Tally the lines of the records below that include the word "stride", and write down only that tally.

= Dataset records =
━━━━━━━━━━━━━━━━━━━━
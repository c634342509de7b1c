//! Tile planning: overlapping tile rectangles, edge flags and automatic tile sizing.
//!
//! Each tile owns a *core* rectangle; cores partition the image exactly. The
//! rectangle actually fed to inference is the core grown by `overlap` pixels on
//! every side that borders another tile, so image borders never carry a margin.

use serde::Serialize;

use crate::error::UpscaleError;

/// Default candidate tile side for 2x work.
pub const DEFAULT_TILE_SIZE: u32 = 512;
/// Default candidate tile side when the scale factor is 4 or more.
pub const LARGE_SCALE_TILE_SIZE: u32 = 384;

#[derive(Debug, Clone, Copy, PartialEq, Eq, Hash, Serialize)]
pub struct TileRect {
    pub x: u32,
    pub y: u32,
    pub width: u32,
    pub height: u32,
}

impl TileRect {
    pub fn new(x: u32, y: u32, width: u32, height: u32) -> Self {
        Self {
            x,
            y,
            width,
            height,
        }
    }

    pub fn full(width: u32, height: u32) -> Self {
        Self::new(0, 0, width, height)
    }

    pub fn right(&self) -> u32 {
        self.x + self.width
    }

    pub fn bottom(&self) -> u32 {
        self.y + self.height
    }

    pub fn area(&self) -> u64 {
        self.width as u64 * self.height as u64
    }

    pub fn contains(&self, x: u32, y: u32) -> bool {
        x >= self.x && x < self.right() && y >= self.y && y < self.bottom()
    }
}

/// Which sides of a tile border a neighbouring tile.
#[derive(Debug, Clone, Copy, PartialEq, Eq, Default, Serialize)]
pub struct EdgeFlags {
    pub left: bool,
    pub right: bool,
    pub top: bool,
    pub bottom: bool,
}

impl EdgeFlags {
    pub fn none() -> Self {
        Self::default()
    }

    pub fn any(&self) -> bool {
        self.left || self.right || self.top || self.bottom
    }
}

#[derive(Debug, Clone, Copy, PartialEq, Eq, Serialize)]
pub struct Tile {
    pub index: usize,
    /// Region extracted from the source, overlap included.
    pub rect: TileRect,
    /// Region this tile is responsible for; cores never overlap.
    pub core: TileRect,
    pub edges: EdgeFlags,
}

#[derive(Debug, Clone, Copy, PartialEq, Eq)]
pub struct TileSizeLimits {
    pub min: u32,
    pub max: u32,
}

impl Default for TileSizeLimits {
    fn default() -> Self {
        Self { min: 64, max: 1024 }
    }
}

/// Overlap clamped so it never exceeds a quarter of the tile side.
pub fn effective_overlap(tile_size: u32, overlap: u32) -> u32 {
    overlap.min(tile_size / 4)
}

/// Plans tiles in row-major order.
///
/// Returns exactly one full-image tile when `tile_size >= max(width, height)`.
pub fn plan_tiles(
    width: u32,
    height: u32,
    tile_size: u32,
    overlap: u32,
) -> Result<Vec<Tile>, UpscaleError> {
    if width == 0 || height == 0 {
        return Err(UpscaleError::InvalidGeometry(format!(
            "image dimensions must be positive, got {width}x{height}"
        )));
    }
    if tile_size == 0 {
        return Err(UpscaleError::InvalidGeometry(
            "tile size must be positive".to_string(),
        ));
    }

    if tile_size >= width.max(height) {
        return Ok(vec![Tile {
            index: 0,
            rect: TileRect::full(width, height),
            core: TileRect::full(width, height),
            edges: EdgeFlags::none(),
        }]);
    }

    if overlap.saturating_mul(2) >= tile_size {
        return Err(UpscaleError::InvalidGeometry(format!(
            "overlap {overlap} leaves no core region in a {tile_size}px tile"
        )));
    }

    let stride = tile_size - 2 * overlap;
    let mut tiles = Vec::new();

    let mut cy = 0;
    while cy < height {
        let ch = stride.min(height - cy);
        let mut cx = 0;
        while cx < width {
            let cw = stride.min(width - cx);
            let core = TileRect::new(cx, cy, cw, ch);
            let edges = EdgeFlags {
                left: cx > 0,
                right: core.right() < width,
                top: cy > 0,
                bottom: core.bottom() < height,
            };
            let x0 = if edges.left { cx.saturating_sub(overlap) } else { cx };
            let y0 = if edges.top { cy.saturating_sub(overlap) } else { cy };
            let x1 = if edges.right {
                (core.right() + overlap).min(width)
            } else {
                core.right()
            };
            let y1 = if edges.bottom {
                (core.bottom() + overlap).min(height)
            } else {
                core.bottom()
            };

            tiles.push(Tile {
                index: tiles.len(),
                rect: TileRect::new(x0, y0, x1 - x0, y1 - y0),
                core,
                edges,
            });
            cx += cw;
        }
        cy += ch;
    }

    Ok(tiles)
}

/// Picks a tile side whose scaled output stays within `max_pixels`.
///
/// Pure: identical inputs always produce the same size.
pub fn resolve_tile_size(
    width: u32,
    height: u32,
    scale: f64,
    requested: Option<u32>,
    max_pixels: u64,
    limits: TileSizeLimits,
) -> u32 {
    let scale = if scale.is_finite() { scale.max(1.0) } else { 1.0 };
    let base = if scale >= 4.0 {
        LARGE_SCALE_TILE_SIZE
    } else {
        DEFAULT_TILE_SIZE
    };
    let candidate = requested.filter(|size| *size > 0).unwrap_or(base);

    let budget_side = ((max_pixels as f64).sqrt() / scale).floor();
    let budget_side = budget_side.clamp(0.0, u32::MAX as f64) as u32;

    candidate
        .min(limits.max)
        .min(budget_side)
        .min(width.max(height))
        .max(limits.min)
}

/// Maps a source rectangle into output space.
///
/// Start edges are floored and end edges are ceiled, so rectangles that touch in
/// the source still touch after scaling. The result always holds at least one
/// output pixel, even when rounding of the output size leaves a trailing source
/// row or column with nothing to map onto.
pub fn scale_rect(rect: TileRect, factor: f64, out_width: u32, out_height: u32) -> TileRect {
    let (x, width) = scale_span(rect.x, rect.right(), factor, out_width);
    let (y, height) = scale_span(rect.y, rect.bottom(), factor, out_height);
    TileRect::new(x, y, width, height)
}

fn scale_span(start: u32, end: u32, factor: f64, out_len: u32) -> (u32, u32) {
    let last = out_len.saturating_sub(1);
    let lo = ((start as f64 * factor).floor() as u32).min(last);
    let hi = ((end as f64 * factor).ceil() as u32).min(out_len).max(lo + 1);
    (lo, hi - lo)
}

pub fn scale_overlap(overlap: u32, factor: f64) -> u32 {
    (overlap as f64 * factor).round() as u32
}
━━━━━━━━━━━━━━━━━━━━
= Problem solution =
3